Bentley starts as an underdog, sure, but he fought as an amateur for the Fisher club in southeast London and back in 1986, Lloyd Honeyghan, another Fisher boy, stopped unbeaten and untouchable Donald Curry in Atlantic City to win the unified welterweight title. The Honeyghan win remains the greatest overseas win by a British boxer in a world title fight. “I know what Lloyd did,” said Bentley. “I’m going in there to win the title – I’m not here to make up the numbers.”
The night before Jonas and Bentley are in their very real tests, Sunny Edwards defends his IBF flyweight title for the third time inside a year, when he meets Felix Alvarado in Sheffield. Edwards might just be the best active British world champion. He is considered the top flyweight in the world and the reluctance of his rivals to agree terms to fight him is testimony to his abilities.

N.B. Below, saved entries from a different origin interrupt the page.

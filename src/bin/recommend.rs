use clap::Parser;

use movieconnect_api::config::Config;

#[derive(Parser, Debug)]
#[command(name = "recommend")]
#[command(about = "Print movie recommendations for a user", long_about = None)]
struct Args {
    /// Username to generate recommendations for
    username: String,

    /// Number of movies to print (defaults to DEFAULT_TOP_N)
    #[arg(short = 'n', long)]
    top_n: Option<usize>,
}

#[tokio::main]
async fn main() {
    movieconnect_api::init_tracing();
    let args = Args::parse();

    if let Err(e) = run(args).await {
        eprintln!("Error: {:#}", e);
        std::process::exit(1);
    }
}

async fn run(args: Args) -> anyhow::Result<()> {
    let config = Config::from_env()?;
    let top_n = args.top_n.unwrap_or(config.default_top_n);

    let (recommender, cache_handle) = movieconnect_api::build_recommender(&config).await?;
    let (_, movies) = recommender.recommend_movies(&args.username, top_n).await?;

    if movies.is_empty() {
        println!("No recommendations available for {}.", args.username);
    } else {
        println!("Recommendations for {}:", args.username);
        for movie in &movies {
            println!("{}", movie.title);
        }
    }

    if let Some(handle) = cache_handle {
        handle.shutdown().await;
    }

    Ok(())
}
use std::collections::HashSet;

use super::artifacts::ArtifactSet;
use super::error::RecommendError;
use super::layout::FeatureSlot;
use crate::models::{Movie, MovieId, UserId};

/// Row-major feature matrix with the movie each row belongs to
#[derive(Debug, Clone, PartialEq)]
pub struct FeatureMatrix {
    columns: usize,
    values: Vec<f32>,
    movie_ids: Vec<MovieId>,
}

impl FeatureMatrix {
    pub fn new(columns: usize) -> Self {
        Self {
            columns,
            values: Vec::new(),
            movie_ids: Vec::new(),
        }
    }

    /// Appends a row; its length must equal the matrix width
    pub fn push_row(&mut self, movie_id: MovieId, row: &[f32]) -> Result<(), RecommendError> {
        if row.len() != self.columns {
            return Err(RecommendError::FeatureShapeMismatch {
                expected: self.columns,
                actual: row.len(),
            });
        }
        self.values.extend_from_slice(row);
        self.movie_ids.push(movie_id);
        Ok(())
    }

    pub fn columns(&self) -> usize {
        self.columns
    }

    pub fn len(&self) -> usize {
        self.movie_ids.len()
    }

    pub fn is_empty(&self) -> bool {
        self.movie_ids.is_empty()
    }

    pub fn movie_ids(&self) -> &[MovieId] {
        &self.movie_ids
    }

    pub fn rows(&self) -> impl Iterator<Item = (MovieId, &[f32])> {
        // chunks_exact on a zero-width matrix would panic
        let width = self.columns.max(1);
        self.movie_ids
            .iter()
            .copied()
            .zip(self.values.chunks_exact(width))
    }
}

/// Candidate rows plus the movies that had to be skipped
#[derive(Debug, Clone)]
pub struct AssembledCandidates {
    pub matrix: FeatureMatrix,
    pub skipped: Vec<MovieId>,
}

/// Builds one feature row per unrated catalog movie in layout order
pub struct CandidateAssembler<'a> {
    artifacts: &'a ArtifactSet,
}

impl<'a> CandidateAssembler<'a> {
    pub fn new(artifacts: &'a ArtifactSet) -> Self {
        Self { artifacts }
    }

    /// Fails with `EmptyCandidateSet` when nothing is left to score, either
    /// because every movie is rated or every unrated one is incomplete
    pub fn assemble(
        &self,
        user_id: UserId,
        catalog: &[Movie],
        rated: &HashSet<MovieId>,
    ) -> Result<AssembledCandidates, RecommendError> {
        let layout = self.artifacts.layout();
        let mut matrix = FeatureMatrix::new(layout.width());
        let mut skipped = Vec::new();
        let mut row = Vec::with_capacity(layout.width());

        for movie in catalog.iter().filter(|m| !rated.contains(&m.id)) {
            row.clear();
            match self.fill_row(&mut row, user_id, movie) {
                Ok(()) => matrix.push_row(movie.id, &row)?,
                Err(e) if e.is_recoverable() => {
                    tracing::warn!(movie_id = %movie.id, error = %e, "Skipping candidate");
                    skipped.push(movie.id);
                }
                Err(e) => return Err(e),
            }
        }

        if matrix.is_empty() {
            return Err(RecommendError::EmptyCandidateSet);
        }

        tracing::debug!(
            user_id = %user_id,
            candidates = matrix.len(),
            skipped = skipped.len(),
            "Candidates assembled"
        );

        Ok(AssembledCandidates { matrix, skipped })
    }

    fn fill_row(&self, row: &mut Vec<f32>, user_id: UserId, movie: &Movie) -> Result<(), RecommendError> {
        let runtime = movie.runtime.ok_or(RecommendError::IncompleteMovieData {
            movie_id: movie.id,
            field: "runtime",
        })?;

        let encoded = self
            .artifacts
            .encoder()
            .encode(&movie.genres, &movie.directors, &movie.keywords);

        for slot in self.artifacts.layout().slots() {
            let value = match slot {
                FeatureSlot::MovieId => movie.id.0 as f32,
                FeatureSlot::Runtime => runtime as f32,
                FeatureSlot::Adult => {
                    if movie.adult {
                        1.0
                    } else {
                        0.0
                    }
                }
                FeatureSlot::UserId => user_id.0 as f32,
                FeatureSlot::Genre { index, .. } => encoded.genres[*index],
                FeatureSlot::Director(i) => block_value(&encoded.directors, *i, slot)?,
                FeatureSlot::Keyword(i) => block_value(&encoded.keywords, *i, slot)?,
            };
            row.push(value);
        }
        Ok(())
    }
}

fn block_value(block: &Option<Vec<f32>>, index: usize, slot: &FeatureSlot) -> Result<f32, RecommendError> {
    block
        .as_ref()
        .and_then(|values| values.get(index).copied())
        .ok_or_else(|| RecommendError::ArtifactMismatch(format!("no value for slot {}", slot)))
}
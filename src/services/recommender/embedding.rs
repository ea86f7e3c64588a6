use std::collections::HashMap;
use std::io::BufRead;

use super::error::RecommendError;

/// Frozen token → vector table for director or keyword names
///
/// Loaded from the word2vec text format: an optional `count dim` header line,
/// then one `token v1 … vdim` line per entry.
#[derive(Debug, Clone)]
pub struct EmbeddingTable {
    dim: usize,
    vectors: HashMap<String, Vec<f32>>,
}

impl EmbeddingTable {
    pub fn new(dim: usize) -> Self {
        Self {
            dim,
            vectors: HashMap::new(),
        }
    }

    /// Adds one entry, rejecting vectors of the wrong dimension
    pub fn insert(&mut self, token: impl Into<String>, vector: Vec<f32>) -> Result<(), RecommendError> {
        let token = token.into();
        if vector.len() != self.dim {
            return Err(RecommendError::ArtifactMismatch(format!(
                "embedding for {:?} has {} components, table dimension is {}",
                token,
                vector.len(),
                self.dim
            )));
        }
        self.vectors.insert(token, vector);
        Ok(())
    }

    pub fn from_word2vec_text(reader: impl BufRead, path: &str) -> Result<Self, RecommendError> {
        let mut table: Option<EmbeddingTable> = None;

        for (line_no, line) in reader.lines().enumerate() {
            let line = line.map_err(|e| RecommendError::format(path, e))?;
            let mut fields = line.split_whitespace();
            let Some(token) = fields.next() else {
                continue;
            };
            let values: Vec<&str> = fields.collect();

            // Header: "<count> <dim>"
            if line_no == 0 && values.len() == 1 {
                if let (Ok(_), Ok(dim)) = (token.parse::<usize>(), values[0].parse::<usize>()) {
                    table = Some(EmbeddingTable::new(dim));
                    continue;
                }
            }

            let vector = values
                .iter()
                .map(|v| v.parse::<f32>())
                .collect::<Result<Vec<f32>, _>>()
                .map_err(|e| {
                    RecommendError::format(path, format!("line {}: {}", line_no + 1, e))
                })?;

            let table = table.get_or_insert_with(|| EmbeddingTable::new(vector.len()));
            table.insert(token, vector).map_err(|e| {
                RecommendError::format(path, format!("line {}: {}", line_no + 1, e))
            })?;
        }

        table.ok_or_else(|| RecommendError::format(path, "no embeddings found"))
    }

    pub fn dim(&self) -> usize {
        self.dim
    }

    pub fn len(&self) -> usize {
        self.vectors.len()
    }

    pub fn is_empty(&self) -> bool {
        self.vectors.is_empty()
    }

    pub fn get(&self, token: &str) -> Option<&[f32]> {
        self.vectors.get(token).map(Vec::as_slice)
    }

    /// Elementwise mean of the vectors of every known token
    ///
    /// Names are split on whitespace into tokens. When no token is known the
    /// result is the zero vector, so movies with unknown names still score.
    pub fn mean_of<'a, I>(&self, names: I) -> Vec<f32>
    where
        I: IntoIterator<Item = &'a str>,
    {
        let mut sum = vec![0.0f32; self.dim];
        let mut found = 0usize;

        for token in names.into_iter().flat_map(str::split_whitespace) {
            if let Some(vector) = self.vectors.get(token) {
                for (acc, v) in sum.iter_mut().zip(vector) {
                    *acc += v;
                }
                found += 1;
            }
        }

        if found > 0 {
            let n = found as f32;
            for acc in &mut sum {
                *acc /= n;
            }
        }
        sum
    }
}

#[cfg(test)]
mod tests {
    use super::*;

    fn table() -> EmbeddingTable {
        let mut table = EmbeddingTable::new(3);
        table.insert("Nolan", vec![1.0, 2.0, 3.0]).unwrap();
        table.insert("Christopher", vec![3.0, 2.0, 1.0]).unwrap();
        table
    }

    #[test]
    fn test_mean_of_full_name_tokens() {
        let mean = table().mean_of(["Christopher Nolan"]);
        assert_eq!(mean, vec![2.0, 2.0, 2.0]);
    }

    #[test]
    fn test_mean_skips_unknown_tokens() {
        let mean = table().mean_of(["Nolan", "Spielberg"]);
        assert_eq!(mean, vec![1.0, 2.0, 3.0]);
    }

    #[test]
    fn test_empty_names_give_zero_vector() {
        let mean = table().mean_of(std::iter::empty());
        assert_eq!(mean, vec![0.0; 3]);
    }

    #[test]
    fn test_all_unknown_give_zero_vector() {
        let mean = table().mean_of(["Greta Gerwig"]);
        assert_eq!(mean, vec![0.0; 3]);
    }

    #[test]
    fn test_insert_rejects_wrong_dimension() {
        let mut table = EmbeddingTable::new(3);
        let result = table.insert("Nolan", vec![1.0]);
        assert!(matches!(result, Err(RecommendError::ArtifactMismatch(_))));
    }

    #[test]
    fn test_load_with_header() {
        let text = "2 3\nNolan 1 2 3\nSmith 0.5 0.5 0.5\n";
        let table = EmbeddingTable::from_word2vec_text(text.as_bytes(), "director.txt").unwrap();
        assert_eq!(table.dim(), 3);
        assert_eq!(table.len(), 2);
        assert_eq!(table.get("Smith"), Some(&[0.5f32, 0.5, 0.5][..]));
    }

    #[test]
    fn test_load_without_header() {
        let text = "Nolan 1 2\nSmith 3 4\n\n";
        let table = EmbeddingTable::from_word2vec_text(text.as_bytes(), "director.txt").unwrap();
        assert_eq!(table.dim(), 2);
        assert_eq!(table.len(), 2);
    }

    #[test]
    fn test_load_rejects_ragged_rows() {
        let text = "Nolan 1 2 3\nSmith 3 4\n";
        let result = EmbeddingTable::from_word2vec_text(text.as_bytes(), "director.txt");
        assert!(matches!(result, Err(RecommendError::ArtifactFormat { .. })));
    }

    #[test]
    fn test_load_rejects_bad_numbers() {
        let text = "Nolan 1 x 3\n";
        let result = EmbeddingTable::from_word2vec_text(text.as_bytes(), "director.txt");
        assert!(matches!(result, Err(RecommendError::ArtifactFormat { .. })));
    }
}
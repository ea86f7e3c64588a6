use std::sync::Arc;
use std::time::Instant;

use super::assembler::FeatureMatrix;
use super::classifier::Classifier;
use super::error::RecommendError;
use crate::models::MovieId;

/// Predicted likelihood that the user likes a movie
#[derive(Debug, Clone, Copy, PartialEq)]
pub struct ScoredMovie {
    pub movie_id: MovieId,
    pub likelihood: f32,
}

/// Runs the classifier over an assembled matrix
#[derive(Clone)]
pub struct Scorer {
    classifier: Arc<dyn Classifier>,
}

impl Scorer {
    pub fn new(classifier: Arc<dyn Classifier>) -> Self {
        Self { classifier }
    }

    /// One likelihood per row, in row order
    ///
    /// The matrix width must equal the classifier's input width exactly;
    /// rows are never truncated or padded.
    pub fn score(&self, matrix: &FeatureMatrix) -> Result<Vec<ScoredMovie>, RecommendError> {
        self.score_rows(matrix, None)
    }

    /// Like [`Scorer::score`] but gives up with `Timeout` once `deadline` passes
    pub fn score_until(
        &self,
        matrix: &FeatureMatrix,
        deadline: Instant,
    ) -> Result<Vec<ScoredMovie>, RecommendError> {
        self.score_rows(matrix, Some(deadline))
    }

    fn score_rows(
        &self,
        matrix: &FeatureMatrix,
        deadline: Option<Instant>,
    ) -> Result<Vec<ScoredMovie>, RecommendError> {
        let expected = self.classifier.num_features();
        if matrix.columns() != expected {
            return Err(RecommendError::FeatureShapeMismatch {
                expected,
                actual: matrix.columns(),
            });
        }

        let mut scored = Vec::with_capacity(matrix.len());
        for (movie_id, row) in matrix.rows() {
            if deadline.is_some_and(|d| Instant::now() >= d) {
                return Err(RecommendError::Timeout("scoring candidates"));
            }
            scored.push(ScoredMovie {
                movie_id,
                likelihood: self.classifier.predict_proba(row),
            });
        }
        Ok(scored)
    }
}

Edwards is now unbeaten in 18 fights and has threatened to go up in weight in pursuit of the type of fights that, so far, this year, have been missing from the boxing landscape of the men’s side of the business. Edwards can lead a mini-revolution in the lighter weights. Edwards against Alvarado is the type of precious and dangerous fight that kept the British boxing business going in the Seventies and Eighties. Little Sunny deserves to be a major star.